// SPDX-License-Identifier: BUSL-1.1
// Copyright (c) 2026 Alfred Jean LLC

//! Backoff schedule for failed beads.

use serde::{Deserialize, Serialize};
use std::time::Duration;

/// Default abandonment threshold. `0` disables abandonment.
pub const DEFAULT_MAX_FAILURES: u32 = 5;

/// `initial * multiplier^(k-2)` capped at `max`, computed iteratively so a
/// large attempt count can never overflow or round incorrectly via `powf`.
#[derive(Debug, Clone, Copy, PartialEq, Serialize, Deserialize)]
pub struct BackoffSchedule {
    pub initial: Duration,
    pub multiplier: f64,
    pub max: Duration,
}

impl Default for BackoffSchedule {
    fn default() -> Self {
        Self {
            initial: Duration::from_secs(60),
            multiplier: 2.0,
            max: Duration::from_secs(3600),
        }
    }
}

impl BackoffSchedule {
    /// Delay before a bead at attempt count `attempts` becomes eligible again.
    ///
    /// `attempts <= 1` -> 0; `attempts == 2` -> `initial`; `attempts == k` ->
    /// `min(initial * multiplier^(k-2), max)`, built by repeated multiplication
    /// rather than `powf` so the cap is honored exactly even for huge `k`.
    pub fn delay_for(&self, attempts: u32) -> Duration {
        if attempts <= 1 {
            return Duration::ZERO;
        }
        let mut delay = self.initial;
        for _ in 0..(attempts - 2) {
            if delay >= self.max {
                return self.max;
            }
            let scaled = delay.as_secs_f64() * self.multiplier;
            delay = Duration::from_secs_f64(scaled);
        }
        delay.min(self.max)
    }
}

_What to produce:_
Scan the material above for the string "attempts". Copy each line that holds it.

_Reply:_
    /// Delay before a bead at attempt count `attempts` becomes eligible again.
    /// `attempts <= 1` -> 0; `attempts == 2` -> `initial`; `attempts == k` ->
    pub fn delay_for(&self, attempts: u32) -> Duration {
        if attempts <= 1 {
        for _ in 0..(attempts - 2) {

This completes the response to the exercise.